Britain needs a monetary policy fit for a booming economy

Allister Heath

SO what, exactly, is going on? Why does the UK still have crisis-level interest rates at a time when growth is roaring ahead? When will the penny finally drop?

Check out the evidence; it is pretty conclusive. The Confederation of British Industry believes that the economy will grow by three per cent this year and the National Institute of Economic and Social Research puts it at 2.9 per cent. The UK economy has probably just overtaken its pre-crisis GDP. Unemployment is falling. Regional purchasing managers’ indices and just about every other survey point to continuing or even accelerating growth. House prices are rising and are over-valued when compared to earnings in many parts of the UK.

So why are so many economists still so relaxed about the current, ridiculous state of affairs? Why are not more clamouring for change ahead of the Bank of England’s publication of its Inflation Report on Wednesday? There are several explanations: GDP may have recovered, but output per worker remains far below peak. Employment has bounced back, and there are skills shortages in many areas, but there is still plenty of unemployment and under-employment. Nominal GDP is growing nicely but isn’t rocketing. Inflation when measured on the consumer price index has fallen substantially. All of these factors together mean that many economists believe that there is still plenty of spare capacity in the economy, and that the policy status quo should therefore continue at least for another year.

I don’t buy it. The distortionary effects of low rates and the associated costs in terms of bubbles and misallocation of resources are now far greater than the benefits, especially with growth surging. We need a boom time monetary policy, and we need to start seeing it now.

LONDON is a world leader in many things, but it has now gained another title: it is billionaire central. A record 72 London residents now boast a fortune of over £1bn, more than in any other city in the world, including Moscow (with its 48 oligarchs) or New York (43). The UK as a whole is now home to 104 billionaires, according to research by The Sunday Times. Many were born overseas: 54 per cent in London, and 42 per cent of the UK total.

I have no problem with the increasing number of billionaires who reside in London. Their growth is a good thing, with no downsides; the many problems that Londoners of ordinary means now face are unconnected to the increased number of super-rich.
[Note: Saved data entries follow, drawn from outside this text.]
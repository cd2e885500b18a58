//! Authenticated principal and role model
//!
//! A `Principal` is produced by the authenticator boundary; the core trusts
//! it completely and performs no credential checks of its own.

use std::str::FromStr;

use serde::{Deserialize, Serialize};

use crate::Error;

/// Surrogate key for user accounts
pub type UserId = i64;

/// Role carried by an authenticated principal
///
/// A closed enumeration: `Admin` may act on any task, `User` only on tasks
/// it owns.
#[derive(Debug, Clone, Copy, PartialEq, Eq, Serialize, Deserialize)]
#[serde(rename_all = "snake_case")]
pub enum Role {
    User,
    Admin,
}

impl Role {
    pub fn as_str(self) -> &'static str {
        match self {
            Self::User => "user",
            Self::Admin => "admin",
        }
    }

    pub fn is_admin(self) -> bool {
        matches!(self, Self::Admin)
    }
}

impl Default for Role {
    fn default() -> Self {
        Self::User
    }
}

impl FromStr for Role {
    type Err = Error;

    fn from_str(value: &str) -> Result<Self, Self::Err> {
        match value.trim().to_lowercase().as_str() {
            "user" => Ok(Self::User),
            "admin" => Ok(Self::Admin),
            _ => Err(Error::InvalidInput(format!(
                "Unsupported role '{}'",
                value
            ))),
        }
    }
}

/// An authenticated actor: identity plus role
#[derive(Debug, Clone, Copy, PartialEq, Eq, Serialize, Deserialize)]
pub struct Principal {
    pub id: UserId,
    pub role: Role,
}

impl Principal {
    pub fn new(id: UserId, role: Role) -> Self {
        Self { id, role }
    }

    /// Principal with the plain user role
    pub fn user(id: UserId) -> Self {
        Self::new(id, Role::User)
    }

    /// Principal with the admin role
    pub fn admin(id: UserId) -> Self {
        Self::new(id, Role::Admin)
    }
}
Consider the alternative: would the UK and London economies, and thus members of the public, be better off if these billionaires didn’t live here? Of course not. The uber-rich employ lots of people – either through their businesses, which the UK desperately needs to attract, or directly and indirectly by spending on staff or services. They pay vast amounts of tax, regardless of whether they are non-doms or not – stamp duty on a £10m house is £700,000, for example, and 20 per cent Vat soon adds up when you are splashing out on luxury goods and cars. They help to finance the arts and culture.

What about housing? The super-rich have snapped up properties in expensive areas, pushing up prices, but also improving the quality of high-end property and employing thousands of construction workers. But many are also financing the construction of many more homes by providing capital, and the health of the Kensington housing market is irrelevant to the lives of almost everybody else.

What struggling Londoners need are tens of thousands of additional new homes a year, within reasonable commuting distance; a massive increase in supply would push down prices. It is absolutely true that many Londoners are facing a cost of living crisis – but it would be even worse were the billionaires to be driven away.